Clinical aggressiveness of malignant gliomas is linked to augmented metabolism of amino acids

Eduard H Panosyan et al. J Neurooncol. 2016 May.

Abstract

Glutamine, glutamate, asparagine, and aspartate are involved in an enzyme-network that controls nitrogen metabolism. Branched-chain-amino-acid aminotransferase-1 (BCAT1) promotes proliferation of gliomas with wild-type IDH1 and is closely connected to the network. We hypothesized that metabolism of asparagine, glutamine, and branched-chain-amino-acids is associated with progression of malignant gliomas. Gene expression for asparagine synthetase (ASNS), glutaminase (GLS), and BCAT1 were analyzed in 164 gliomas from 156 patients [33-anaplastic gliomas (AG) and 131-glioblastomas (GBM), 64 of which were recurrent GBMs]. ASNS and GLS were twofold higher in GBMs versus AGs.

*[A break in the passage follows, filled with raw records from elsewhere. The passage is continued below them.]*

//! Event loop of the table client.
//!
//! A single thread owns the `WindowController`, the `Viewport` and the filter
//! `Debouncer`, and multiplexes three sources with crossbeam `select!`:
//!
//! - UI events from the input thread (filter text, header clicks, scrolling),
//! - page completions from fetch worker threads,
//! - the debounce deadline, armed only while a filter commit is pending.
//!
//! After every event the loop recomputes the visible window, fires the
//! boundary trigger if the window reaches the end of the buffer, and redraws.
//! A failed page disarms the trigger so the error stays on screen; the next
//! scroll or parameter change arms it again.
use std::sync::Arc;
use std::time::Instant;

use crossbeam_channel::{Receiver, Sender, after, never, select, unbounded};
use log::{debug, info};
use stock_common::{Result, StockError};

use crate::fetcher::{FetchDispatcher, StocksApi};
use crate::input::{HELP, ScrollAction, UiEvent};
use crate::model::debounce::Debouncer;
use crate::model::viewport::{Viewport, should_fetch_more, slot_count};
use crate::model::window::{FetchCompletion, FetchRequest, WindowController};
use crate::render::render;

/// Client state plus the channels its fetches report on.
pub struct App {
    controller: WindowController,
    viewport: Viewport,
    debouncer: Debouncer<String>,
    api: Arc<dyn StocksApi>,
    done_tx: Sender<FetchCompletion>,
    done_rx: Receiver<FetchCompletion>,
    boundary_armed: bool,
}

impl App {
    /// Assembles the client.
    pub fn new(
        controller: WindowController,
        viewport: Viewport,
        debouncer: Debouncer<String>,
        api: Arc<dyn StocksApi>,
    ) -> Self {
        let (done_tx, done_rx) = unbounded();
        let boundary_armed = controller.error().is_none();
        Self {
            controller,
            viewport,
            debouncer,
            api,
            done_tx,
            done_rx,
            boundary_armed,
        }
    }

    /// Current controller state.
    pub fn controller(&self) -> &WindowController {
        &self.controller
    }

    /// Runs until `Quit`, or until input ends and nothing is left in flight.
    pub fn run(mut self, ui_rx: Receiver<UiEvent>) -> Result<()> {
        let mut input_open = true;
        let done_rx = self.completions().clone();
        println!("{}", self.refresh());

        loop {
            if !input_open && !self.controller.is_loading() && !self.debouncer.is_pending() {
                break;
            }
            let ui = if input_open { ui_rx.clone() } else { never() };
            let timer = self
                .debouncer
                .deadline()
                .map_or_else(never, |deadline| {
                    after(deadline.saturating_duration_since(Instant::now()))
                });

            select! {
                recv(ui) -> msg => match msg {
                    Ok(UiEvent::Quit) => break,
                    Ok(UiEvent::Help) => {
                        println!("{}", HELP);
                        continue;
                    }
                    Ok(event) => self.handle_event(event, Instant::now()),
                    Err(_) => {
                        debug!("Input channel closed");
                        input_open = false;
                        continue;
                    }
                },
                recv(done_rx) -> msg => {
                    let completion = msg.map_err(|e| StockError::ChannelRecv(e.to_string()))?;
                    if !self.apply(completion) {
                        continue;
                    }
                },
                recv(timer) -> _ => self.commit_filter(Instant::now()),
            }
            println!("{}", self.refresh());
        }

        info!(
            "Client stopping with {} rows loaded",
            self.controller().rows().len()
        );
        Ok(())
    }

    /// Applies one UI event at `now`.
    pub fn handle_event(&mut self, event: UiEvent, now: Instant) {
        let count = slot_count(self.controller.rows().len(), self.controller.has_more());
        match event {
            UiEvent::Filter(text) => {
                self.controller.set_filter_text(text.clone());
                self.debouncer.input(text, now);
            }
            UiEvent::Sort(key) => {
                let request = self.controller.click_sort(key);
                self.viewport.scroll_to_top();
                self.boundary_armed = true;
                self.dispatch(Some(request));
            }
            UiEvent::Scroll(action) => {
                self.boundary_armed = true;
                match action {
                    ScrollAction::Rows(n) => self.viewport.scroll_rows(n, count),
                    ScrollAction::Pages(n) => self.viewport.scroll_pages(n, count),
                    ScrollAction::Top => self.viewport.scroll_to_top(),
                    ScrollAction::Bottom => self.viewport.scroll_to_bottom(count),
                }
            }
            UiEvent::Redraw | UiEvent::Help | UiEvent::Quit => {}
        }
    }

    /// Commits the debounced filter if its quiet period is over at `now`.
    pub fn commit_filter(&mut self, now: Instant) {
        if let Some(text) = self.debouncer.poll(now) {
            let request = self.controller.commit_filter(text);
            if request.is_some() {
                self.viewport.scroll_to_top();
                self.boundary_armed = true;
            }
            self.dispatch(request);
        }
    }

    /// Applies a page completion; returns `false` if it was stale.
    pub fn apply(&mut self, completion: FetchCompletion) -> bool {
        let applied = self.controller.apply(completion);
        if applied && self.controller.error().is_some() {
            debug!("Boundary trigger paused until the next scroll");
            self.boundary_armed = false;
        }
        applied
    }

    fn dispatch(&self, request: Option<FetchRequest>) {
        if let Some(request) = request {
            FetchDispatcher::spawn(Arc::clone(&self.api), request, self.done_tx.clone());
        }
    }

    /// Clamps the scroll position, fires the boundary trigger and draws.
    pub fn refresh(&mut self) -> String {
        let rows_len = self.controller.rows().len();
        let count = slot_count(rows_len, self.controller.has_more());
        self.viewport.clamp(count);
        let window = self.viewport.window(count);
        let at_boundary = should_fetch_more(
            window.as_ref(),
            rows_len,
            self.controller.has_more(),
            self.controller.is_loading(),
        );
        if self.boundary_armed && at_boundary {
            let request = self.controller.fetch_more();
            self.dispatch(request);
        }
        render(&self.controller, &self.viewport)
    }

    /// Receiver of page completions, for driving the loop by hand.
    pub fn completions(&self) -> &Receiver<FetchCompletion> {
        &self.done_rx
    }
}

#[cfg(test)]
mod tests {
    use super::*;
    use crate::fetcher::tests::VecApi;
    use crate::model::viewport::Geometry;
    use std::sync::atomic::{AtomicUsize, Ordering};
    use std::time::Duration;
    use stock_common::{ColumnKey, DisplayRecord, PageResult, QueryParams};

    /// Fails every request with a transport error and counts the attempts.
    struct DownApi {
        calls: AtomicUsize,
    }

    impl StocksApi for DownApi {
        fn fetch_page(&self, _params: &QueryParams) -> Result<PageResult> {
            self.calls.fetch_add(1, Ordering::SeqCst);
            Err(StockError::FetchFailed("connection refused".into()))
        }
    }

    fn down_app(controller: WindowController) -> (App, Arc<DownApi>) {
        let api = Arc::new(DownApi {
            calls: AtomicUsize::new(0),
        });
        let app = App::new(
            controller,
            Viewport::new(Geometry::default()),
            Debouncer::new(Duration::from_millis(400)),
            api.clone(),
        );
        (app, api)
    }

    fn app(total: usize, initial: usize) -> App {
        let rows: Vec<DisplayRecord> = (0..total)
            .map(|i| DisplayRecord {
                symbol: Some(format!("S{}", i)),
                ..Default::default()
            })
            .collect();
        let controller = WindowController::new(rows[..initial].to_vec(), 20);
        App::new(
            controller,
            Viewport::new(Geometry::default()),
            Debouncer::new(Duration::from_millis(400)),
            Arc::new(VecApi { rows }),
        )
    }

    fn settle(app: &mut App) {
        let completion = app
            .completions()
            .recv_timeout(Duration::from_secs(5))
            .unwrap();
        assert!(app.apply(completion));
    }

    #[test]
    fn boundary_trigger_loads_until_the_window_is_covered() {
        let mut app = app(100, 20);
        // 20 rows with overscan reach the end of the buffer
        app.refresh();
        assert!(app.controller().is_loading());
        // a second refresh while loading does not issue another request
        app.refresh();
        assert_eq!(app.controller().generation(), 1);

        settle(&mut app);
        assert_eq!(app.controller().offset(), 40);
        app.refresh();
        assert!(!app.controller().is_loading());
    }

    #[test]
    fn scrolling_to_the_bottom_pages_until_exhausted() {
        let mut app = app(25, 20);
        app.refresh();
        settle(&mut app);
        assert_eq!(app.controller().rows().len(), 25);

        app.handle_event(UiEvent::Scroll(ScrollAction::Bottom), Instant::now());
        app.refresh();
        settle(&mut app);
        assert!(!app.controller().has_more());
        assert_eq!(app.controller().offset(), 25);

        app.refresh();
        assert!(!app.controller().is_loading());
    }

    #[test]
    fn filter_commits_only_after_quiet_period() {
        let mut app = app(30, 20);
        let t0 = Instant::now();
        app.handle_event(UiEvent::Filter("s1".into()), t0);
        app.commit_filter(t0 + Duration::from_millis(100));
        assert_eq!(app.controller().debounced_filter_text(), "");

        app.handle_event(UiEvent::Filter("s2".into()), t0 + Duration::from_millis(200));
        app.commit_filter(t0 + Duration::from_millis(500));
        assert_eq!(app.controller().debounced_filter_text(), "");

        app.commit_filter(t0 + Duration::from_millis(600));
        assert_eq!(app.controller().debounced_filter_text(), "s2");
        assert!(app.controller().is_loading());
        assert!(app.controller().rows().is_empty());
    }

    #[test]
    fn sort_click_resets_buffer_and_scroll() {
        let mut app = app(60, 20);
        app.handle_event(UiEvent::Scroll(ScrollAction::Rows(5)), Instant::now());
        app.handle_event(UiEvent::Sort(ColumnKey::Name), Instant::now());
        assert!(app.controller().rows().is_empty());
        assert_eq!(app.controller().sort_key(), Some(ColumnKey::Name));

        settle(&mut app);
        assert_eq!(app.controller().offset(), 20);
        assert!(app.controller().has_more());
    }

    #[test]
    fn failed_page_stays_on_screen_until_the_user_scrolls() {
        let (mut app, api) = down_app(WindowController::new(vec![DisplayRecord::default(); 20], 20));
        app.refresh();
        assert!(app.controller().is_loading());

        let completion = app
            .completions()
            .recv_timeout(Duration::from_secs(5))
            .unwrap();
        assert!(app.apply(completion));

        for _ in 0..3 {
            let screen = app.refresh();
            assert!(screen.contains("! Failed to load data"));
            assert!(!app.controller().is_loading());
        }
        assert_eq!(api.calls.load(Ordering::SeqCst), 1);
        assert_eq!(app.controller().generation(), 1);

        app.handle_event(UiEvent::Scroll(ScrollAction::Rows(1)), Instant::now());
        app.refresh();
        assert!(app.controller().is_loading());
        app.completions()
            .recv_timeout(Duration::from_secs(5))
            .unwrap();
        assert_eq!(api.calls.load(Ordering::SeqCst), 2);
    }

    #[test]
    fn failed_initial_load_is_shown_before_any_retry() {
        let controller = WindowController::from_initial_page(
            Err(StockError::FetchFailed("connection refused".into())),
            20,
        );
        let (mut app, api) = down_app(controller);

        let screen = app.refresh();
        assert!(screen.contains("! Failed to load data"));
        assert!(!app.controller().is_loading());
        assert_eq!(app.controller().generation(), 0);

        app.handle_event(UiEvent::Scroll(ScrollAction::Top), Instant::now());
        app.refresh();
        assert!(app.controller().is_loading());
        app.completions()
            .recv_timeout(Duration::from_secs(5))
            .unwrap();
        assert_eq!(api.calls.load(Ordering::SeqCst), 1);
    }
}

BCAT1 was also higher in GBMs. ASNS expression was twofold higher in recurrent versus new GBMs. Five patients had serial samples: 4-showed higher ASNS and 3-higher GLS at recurrence. We analyzed grade and treatment in 4 groups: (1) low ASNS, GLS, and BCAT1 (n = 96); (2) low ASNS and GLS, but high BCAT1 (n = 26); (3) high ASNS or GLS, but low BCAT1 (n = 25); and (4) high ASNS or GLS and high BCAT1 (n = 17). Ninety-one % of patients (29/32) with grade-III lesions were in group 1. In contrast, 95 % of patients (62/65) in groups 2-4 had GBMs. Treatment was similar in 4 groups (radiotherapy-80 %; temozolomide-30 %; other chemotherapy-50 %). High expression of ASNS, GLS, and BCAT1 were each associated with poor survival in the entire group. The combination of lower ASNS, GLS, and BCAT1 levels correlated with better survival for newly diagnosed GBMs (66 patients; P = 0.0039). Only tumors with lower enzymes showed improved outcome with temozolomide. IDH1(WT) gliomas had higher expression of these genes. Manipulation of amino acid metabolism in malignant gliomas may be further studied for therapeutics development.

Keywords: Asparagine; Branched chain amino acids; Glioma; Glutamine; Metabolism.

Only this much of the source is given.